The Supreme Court, in Grayson, reinforced its approval of general deterrence as a constitutionally proper sentencing consideration. There, the district judge, in stating his reasons for imposing a sentence, made the following comment:
"In my view a prison sentence is indicated, and the sentence that the Court is going to impose is to deter you, Mr. Grayson, and others who are similarly situated. Secondly, it is my view that your defense was a complete fabrication without the slightest merit whatsoever. I feel it is proper for me to consider that fact in the sentencing, and I will do so."
438 U.S. at 44, 98 S. Ct. at 2612 (emphasis omitted). The court of appeals reversed because the judge had considered false testimony the defendant had given at trial. The Supreme Court in reinstating the sentence addressed what the district judge could properly have considered in fashioning the defendant's sentence. The Court concluded that the judge could consider the defendant's false testimony, basing its decision in major part on the broad purposes served by the federal indeterminate sentencing model. One of these purposes was general deterrence. The Court noted that the Congress, in fashioning the federal sentencing model, had declined to opt for a pure rehabilitative model (where general deterrence is, arguably, irrelevant) in which
" 'convicts [regardless of the nature of their crime] can never be rightfully imprisoned except upon proof that it is unsafe for themselves and for society to leave them free, and when confined can never be rightfully released until they show themselves fit for membership in a free community.... This extreme formulation, although influential, was not adopted unmodified by any jurisdiction. See Tappan, ["Sentencing Under the Model Penal Code, 23 Law & Contemp. Probs. 528, 531-33 (1958) ] .... "The influences of legalism and realism were powerful enough ... to prevent the enactment of this form of indeterminate sentencing. Concern for personal liberty, skepticism concerning administrative decisions about prisoner reformation and readiness for release, insistence upon the preservation of some measure of deterrent emphasis, and other such factors, undoubtedly, led, instead, to [both state and federal] system [s]--indeed, a complex of systems--in which maximum terms were generally employed." Id., at 530.

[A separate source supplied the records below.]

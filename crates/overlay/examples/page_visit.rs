use anyhow::Result;
use pageload_overlay::{NavigationEvent, NavigationListener, Overlay, SpinnerView};
use pageload_tracker::{Tracker, TrackerConfig};
use tokio::sync::mpsc;
use tokio::time::{Duration, sleep};
use tracing_subscriber::EnvFilter;

/// Stand-in for a REST call issued by a page component.
async fn fetch(resource: &'static str, ms: u64, fail: bool) -> Result<usize, String> {
    sleep(Duration::from_millis(ms)).await;
    if fail {
        Err(format!("GET /api/{resource}: 503"))
    } else {
        Ok(resource.len())
    }
}

#[tokio::main]
async fn main() -> Result<()> {
    tracing_subscriber::fmt()
        .with_env_filter(
            EnvFilter::try_from_default_env().unwrap_or_else(|_| EnvFilter::new("info")),
        )
        .init();

    let config = match std::env::args().nth(1) {
        Some(path) => TrackerConfig::from_json(&std::fs::read_to_string(path)?)?,
        None => TrackerConfig::default(),
    };
    let tracker = Tracker::spawn(config)?;

    let overlay = Overlay::new(SpinnerView::new("Loading page..."));
    let signal = tracker.signal();
    let overlay_task = tokio::spawn(async move { overlay.run(signal).await });

    let (nav_tx, nav_rx) = mpsc::channel(16);
    tokio::spawn(NavigationListener::new(tracker.clone()).run(nav_rx));

    // First page: a list fetch, a slow image, and a failing widget.
    nav_tx.send(NavigationEvent::Start { url: "/news".into() }).await?;
    sleep(Duration::from_millis(10)).await;
    tracker.register(fetch("news", 400, false));
    tracker.register(fetch("news/illustration", 900, false));
    tracker.register(fetch("statistics", 300, true));
    nav_tx.send(NavigationEvent::End { url: "/news".into() }).await?;

    // A component that only finds out it needs more data later.
    let late = tracker.clone();
    tokio::spawn(async move {
        sleep(Duration::from_millis(1200)).await;
        late.register(fetch("news/comments", 500, false));
    });

    tracker.signal().wait_ready().await?;
    println!("/news ready: {}", serde_json::to_string(&tracker.status())?);

    // Second page: the producer also wants its data back.
    nav_tx.send(NavigationEvent::Start { url: "/partners".into() }).await?;
    sleep(Duration::from_millis(10)).await;
    let partners = tracker.track(fetch("partners", 600, false));
    nav_tx.send(NavigationEvent::End { url: "/partners".into() }).await?;

    println!("partners payload: {:?}", partners.await?);
    tracker.signal().wait_ready().await?;
    println!("/partners ready: {}", serde_json::to_string(&tracker.status())?);

    tracker.shutdown();
    drop(tracker);
    drop(nav_tx);
    overlay_task.abort();
    Ok(())
}
use pageload_tracker::LoadingSignal;
use tracing::debug;

use crate::OverlayView;

/// Mirrors the loading signal onto a view: visible while loading.
pub struct Overlay<V: OverlayView> {
    view: V,
}

impl<V: OverlayView> Overlay<V> {
    pub fn new(view: V) -> Self {
        Self { view }
    }

    pub fn view(&self) -> &V {
        &self.view
    }

    /// Follow the signal until every tracker handle is gone.
    pub async fn run(&self, mut signal: LoadingSignal) {
        let mut visible = None;
        self.apply(signal.is_loading(), &mut visible).await;

        while let Ok(loading) = signal.changed().await {
            self.apply(loading, &mut visible).await;
        }
        debug!("loading signal closed, overlay stopped");
    }

    async fn apply(&self, loading: bool, visible: &mut Option<bool>) {
        if *visible == Some(loading) {
            return;
        }
        if loading {
            self.view.show().await;
        } else {
            self.view.hide().await;
        }
        debug!(visible = loading, "overlay toggled");
        *visible = Some(loading);
    }
}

438 U.S. at 46-47, 98 S. Ct. at 2613-14 (citations omitted) (emphasis added). The Court indicated no qualms whatsoever about the portion of the district judge's comments it quoted, that referred to the deterrent purposes of his sentence. Given the Supreme Court's treatment of general deterrence in these two cases, we cannot conclude that the need for general deterrence is an unconstitutional sentencing consideration.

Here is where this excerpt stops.